Jalal Alavinia
Accueil du site > Editions > A paraître > SIMINE BEHBAHAN

Edition LP

SIMINE BEHBAHAN

Une plume en liberté

jeudi 22 mai 2014, par Collectif LP


SIMIN BEHBAHANI

Une plume en liberté

Par Minoui Delphine (Lire), publié le 01/07/2008

La République islamique s’apprête à souffler ses trente bougies. Tandis que les foudres de l’intégrisme se remettent à gronder, la poétesse Simin Behbahani, figure emblématique du féminisme iranien, se bat pour la liberté d’expression et les droits de ses consoeurs. Avec audace, élégance et humour. Rencontre.

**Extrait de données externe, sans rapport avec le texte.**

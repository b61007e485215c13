//! Constants for the MNEMO memory layer
//!
//! Centralizing default sizes, TTLs, and limits makes them easy to find,
//! modify, and test. Environment variables can override most of these at
//! runtime through the per-crate `Config` types.

// ============================================================================
// CACHE DEFAULTS
// ============================================================================

/// Default max entries for the knowledge cache.
pub const DEFAULT_KNOWLEDGE_CACHE_SIZE: usize = 500;

/// Default TTL for knowledge cache entries in seconds (1 hour).
pub const DEFAULT_KNOWLEDGE_CACHE_TTL_SECS: u64 = 3600;

/// Default max entries for the history cache.
pub const DEFAULT_HISTORY_CACHE_SIZE: usize = 300;

/// Default TTL for history cache entries in seconds (30 minutes).
pub const DEFAULT_HISTORY_CACHE_TTL_SECS: u64 = 1800;

/// Default max entries for the learning cache.
pub const DEFAULT_LEARNING_CACHE_SIZE: usize = 200;

/// Default TTL for learning cache entries in seconds (2 hours).
pub const DEFAULT_LEARNING_CACHE_TTL_SECS: u64 = 7200;

/// Default max entries for the similarity-search cache.
pub const DEFAULT_SIMILARITY_CACHE_SIZE: usize = 100;

/// Default TTL for similarity cache entries in seconds (15 minutes).
pub const DEFAULT_SIMILARITY_CACHE_TTL_SECS: u64 = 900;

/// Max entries for caches created on demand for unknown categories.
pub const DEFAULT_GENERIC_CACHE_SIZE: usize = 100;

/// TTL for caches created on demand for unknown categories (1 hour).
pub const DEFAULT_GENERIC_CACHE_TTL_SECS: u64 = 3600;

/// How often the background sweeper removes expired entries (5 minutes).
pub const DEFAULT_SWEEP_INTERVAL_SECS: u64 = 300;

/// Backoff before retrying after a failed sweep cycle (1 minute).
pub const DEFAULT_SWEEP_RETRY_BACKOFF_SECS: u64 = 60;

// ============================================================================
// VALIDATION LIMITS
// ============================================================================

/// Maximum content length accepted by the gate (100 KB).
pub const MAX_CONTENT_LENGTH: usize = 100_000;

/// Maximum serialized metadata size (10 KB).
pub const MAX_METADATA_SIZE: usize = 10_000;

/// Maximum serialized size of a nested metadata value (1 KB).
pub const MAX_NESTED_METADATA_SIZE: usize = 1_000;

/// Maximum metadata key length.
pub const MAX_METADATA_KEY_LENGTH: usize = 100;

/// Maximum query length (1 KB).
pub const MAX_QUERY_LENGTH: usize = 1_000;

/// Maximum task-type string length.
pub const MAX_TASK_TYPE_LENGTH: usize = 100;

/// Maximum value accepted for the `limit` filter.
pub const MAX_FILTER_LIMIT: i64 = 1_000;

// ============================================================================
// CONNECTION POOL
// ============================================================================

/// Default connection pool size.
pub const DEFAULT_POOL_SIZE: usize = 10;

/// Default overflow connections allowed beyond the pool size.
pub const DEFAULT_POOL_MAX_OVERFLOW: usize = 20;

/// Default connection recycle period in seconds (1 hour).
pub const DEFAULT_POOL_RECYCLE_SECS: u64 = 3600;

/// Default checkout wait timeout in seconds.
pub const DEFAULT_POOL_TIMEOUT_SECS: u64 = 30;

/// Default connect timeout in seconds.
pub const DEFAULT_CONNECT_TIMEOUT_SECS: u64 = 10;

/// How often the pool health monitor probes the database (5 minutes).
pub const DEFAULT_HEALTH_PROBE_INTERVAL_SECS: u64 = 300;

/// Backoff before retrying after a failed probe cycle (1 minute).
pub const DEFAULT_HEALTH_PROBE_RETRY_BACKOFF_SECS: u64 = 60;

/// Consecutive probe failures before the pool is marked unhealthy.
pub const DEFAULT_MAX_PROBE_FAILURES: u32 = 3;

// ============================================================================
// FAULT CLASSIFIER
// ============================================================================

/// Maximum number of error records kept in the classifier history.
pub const MAX_ERROR_HISTORY: usize = 1_000;

/// Retry delay advised after a lost database connection (seconds).
pub const RETRY_DELAY_CONNECTION_SECS: u64 = 5;

/// Retry delay advised after a database timeout (seconds).
pub const RETRY_DELAY_TIMEOUT_SECS: u64 = 2;

/// Retry delay advised after an operational database failure (seconds).
pub const RETRY_DELAY_OPERATIONAL_SECS: u64 = 10;

/// Retry delay advised after an unclassified failure (seconds).
pub const RETRY_DELAY_GENERIC_SECS: u64 = 5;

// ============================================================================
// ROUTER
// ============================================================================

/// TTL for cached retrieve results in seconds (1 hour).
pub const RETRIEVE_CACHE_TTL_SECS: u64 = 3600;

/// TTL for cached similarity-search results in seconds (15 minutes).
pub const SEARCH_CACHE_TTL_SECS: u64 = 900;

/// Default result count for similarity searches.
pub const DEFAULT_SEARCH_TOP_K: usize = 5;

/// Default history page size.
pub const DEFAULT_HISTORY_LIMIT: usize = 10;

Reportage à Téhéran de Delphine Minoui

Ses yeux en amande cernés de khôl ne voient presque plus - rançon d’une mauvaise opération au laser qui lui vola la vue il y a presque trois ans. Mais rien n’arrête Simin Behbahani. Encore moins les attaques verbales du président de la République islamique. En cette matinée de décembre 2007, un journal iranien vient de rapporter les derniers propos d’Ahmadinejad accusant ses opposants d’avoir une "intelligence inférieure à celle d’une chèvre". Pour cette poétesse de la liberté, l’affront est indigeste. Saisissant à tâtons son épais stylo, elle s’empresse de noircir frénétiquement les pages de son grand cahier d’écolière aux lignes parfaitement tirées. Les vers s’entrechoquent. Osant le "tu" de la familiarité, ils s’adressent, de droite à gauche, selon la calligraphie persane, à celui qui "a oublié" ses promesses, faites avant son élection, en 2005, d’apporter "l’argent du pétrole sur la table du peuple". La rime claque et rebondit à la ligne suivante. Pour finir par suggérer au président iranien de "passer le bonjour" aux autres... "singes" - surnom donné à Ahmadinejad, et que la grande dame de la poésie persane se charge audacieusement, ce jour-là, d’officialiser. Noir sur blanc.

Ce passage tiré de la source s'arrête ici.